Nous avons été surpris de trouver les catégories de la contingence et de la nécessité référées par J.-A. Miller à la modalité de travail de Lacan. Les écrits de Lacan, relèveraient de la contingence, selon J.-A. Miller, puisqu’ils ont été occasionnels et produits à la demande, alors que la poursuite, pendant vingt-cinq ans, semaine après semaine, du Séminaire, obéirait plutôt à une nécessité[6].
L’enthousiasme et la vivacité de son enseignement nous montrent que la notion de nécessité peut être subvertie et s’inscrire du côté du désir, c’est-à-dire du côté de ce qu’il y a de plus antinomique à toute tentative de ritualisation et de normâlisation. Ce qui ne cesse pas de s’écrire ne répond alors pas à une nécessité mortifère, mais ouvre à une exigence de création, où l’écriture (qui ne cesse pas) se situe sur le versant de la lettre, de l’art et de la poésie.

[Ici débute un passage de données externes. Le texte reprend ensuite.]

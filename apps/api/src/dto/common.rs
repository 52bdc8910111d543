use serde::Serialize;
use ts_rs::TS;

/// Health response payload.
#[derive(Debug, Serialize, TS)]
#[ts(
    export,
    export_to = "../../../packages/api-types/src/generated/health-response.ts"
)]
pub struct HealthResponse {
    pub status: &'static str,
    pub version: &'static str,
}

/// Generic message response for acknowledgement-only endpoints.
#[derive(Debug, Serialize, TS)]
#[ts(
    export,
    export_to = "../../../packages/api-types/src/generated/generic-message-response.ts"
)]
pub struct GenericMessageResponse {
    pub message: String,
}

[*] Miller J.-A., « L’orientation lacanienne. Tout le monde est fou », enseignement prononcé dans le cadre du département de psychanalyse de l’université Paris 8, cours du 30 janvier 2008, extrait publié sous le titre « À la merci de la contingence », disponible sur le site de l’École de la Cause freudienne : causefreudienne.net
[1] Cf. Miller J.-A., « L’orientation lacanienne. Le partenaire-symptôme », enseignement prononcé dans le cadre du département de psychanalyse de l’université Paris 8, cours du 10 décembre 1997, inédit.
[2] Ibid.
[3] Ibid., cours du 17 décembre 1997.
[4] Miller J.-A., « L’amour du prochain. Saint Martin et Salomon », Ornicar ?, n°55, printemps 2021, p. 30-31.
[5] Cf. Lacan J., Le Séminaire, livre XX, Encore, texte établi par J.-A. Miller, Paris, Seuil, 1975, p. 132.
[6] Cf. Miller J.-A., « L’orientation lacanienne. L’Un-tout-seul », enseignement prononcé dans le cadre du département de psychanalyse de l’université Paris 8, cours du 19 janvier 2011, inédit.